Decadron (dexamethasone) is a glucocorticosteroid with anti-inflammatory action, orally administered. The therapy helps in treating the acute exacerbations associated with relapsing forms of multiple sclerosis (MS).
Decadron was originally approved by the U.S. Food and Drug Administration in 1958 for the treatment of acute relapses in MS, produced by Merck.
How Decadron Works
Researchers believe that Decadron’s mechanism of action is mainly anti-inflammatory in nature, and that it also works as an immunosuppressor. However, the therapy’s exact workings in the body are not completely understood.
A study verified that the mechanisms of action of systemic corticosteroids in the treatment of acute MS relapses could be attributed to immunologic alterations, including the reduction of lymphocyte counts and their presence at inflammatory sites (by preventing them from crossing the blood-brain barrier to reach the central nervous system). This could result in a decreased number of IgG synthesizing cells in the central nervous system (CNS), and may reduce the blood-brain-barrier’s abnormally increased permeability (and decrease of active lesions).

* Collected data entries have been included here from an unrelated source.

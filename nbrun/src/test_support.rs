//! Test-only helpers: temporary working directories and recording renderers.

use std::fs;
use std::path::{Path, PathBuf};

use anyhow::{Result, anyhow};
use tempfile::TempDir;

use crate::core::figure::{Figure, FigureId};
use crate::core::table::Table;
use crate::render::Renderer;

/// A throwaway working directory, removed on drop.
#[derive(Debug)]
pub struct TestWorkdir {
    temp: TempDir,
}

impl TestWorkdir {
    pub fn new() -> Self {
        Self {
            temp: tempfile::tempdir().expect("tempdir"),
        }
    }

    pub fn path(&self) -> &Path {
        self.temp.path()
    }

    pub fn join(&self, name: &str) -> PathBuf {
        self.temp.path().join(name)
    }

    /// Write `contents` to `name`, creating parent directories.
    pub fn write(&self, name: &str, contents: impl AsRef<[u8]>) -> PathBuf {
        let path = self.join(name);
        if let Some(parent) = path.parent() {
            fs::create_dir_all(parent).expect("create parent");
        }
        fs::write(&path, contents).expect("write fixture");
        path
    }
}

impl Default for TestWorkdir {
    fn default() -> Self {
        Self::new()
    }
}

/// Records every render call. Figures listed in `fail_figure_ids` (and all
/// tables when `fail_tables` is set) fail instead of being recorded.
#[derive(Debug, Default)]
pub struct CountingRenderer {
    pub figures: Vec<Figure>,
    pub tables: usize,
    pub objects: Vec<String>,
    pub fail_figure_ids: Vec<FigureId>,
    pub fail_tables: bool,
}

impl Renderer for CountingRenderer {
    fn figure(&mut self, figure: &Figure) -> Result<()> {
        if self.fail_figure_ids.contains(&figure.id) {
            return Err(anyhow!("figure {} refused", figure.id));
        }
        self.figures.push(figure.clone());
        Ok(())
    }

    fn table(&mut self, _table: &Table) -> Result<()> {
        if self.fail_tables {
            return Err(anyhow!("tables refused"));
        }
        self.tables += 1;
        Ok(())
    }

    fn object(&mut self, text: &str) -> Result<()> {
        self.objects.push(text.to_string());
        Ok(())
    }
}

Clinical Trials for Decadron
A double-blinded, randomized trial compared dexamethasone to adrenocorticotropic hormone (ACTH) and methylprednisolone (MP). The study included 30 patients divided into three groups: 1) ACTH, 50 units/day for 7 days, then 25 units/day for 4 days, and then 12.5 units/day for 3 days; 2) dexamethasone, 8 mg/day for 7 days, then 4 mg/day for 4 days, and then 2 mg/day for 3 days; 3) MP, 40 mg/day for 7 days, then 20 mg/day for 4 days, and then 10 mg/day for 3 days. Each dose was administered by intravenous infusion in 250 ml of saline solution. Dexamethasone-treated patients showed better clinical improvement than those in other groups, the study found, and dexamethasone seemed to be the most effective of the three drugs studied. These results were published in the journal European Neurology in 1992.
The recommended dose in the treatment of acute exacerbations of MS is 30 mg of dexamethasone (daily) for a week, followed by 4 to 12 mg every other day for one month. Adverse reactions include allergic reactions, cardiovascular, dermatological, endocrine, gastrointestinal, metabolic, neurological and ophthalmic problems.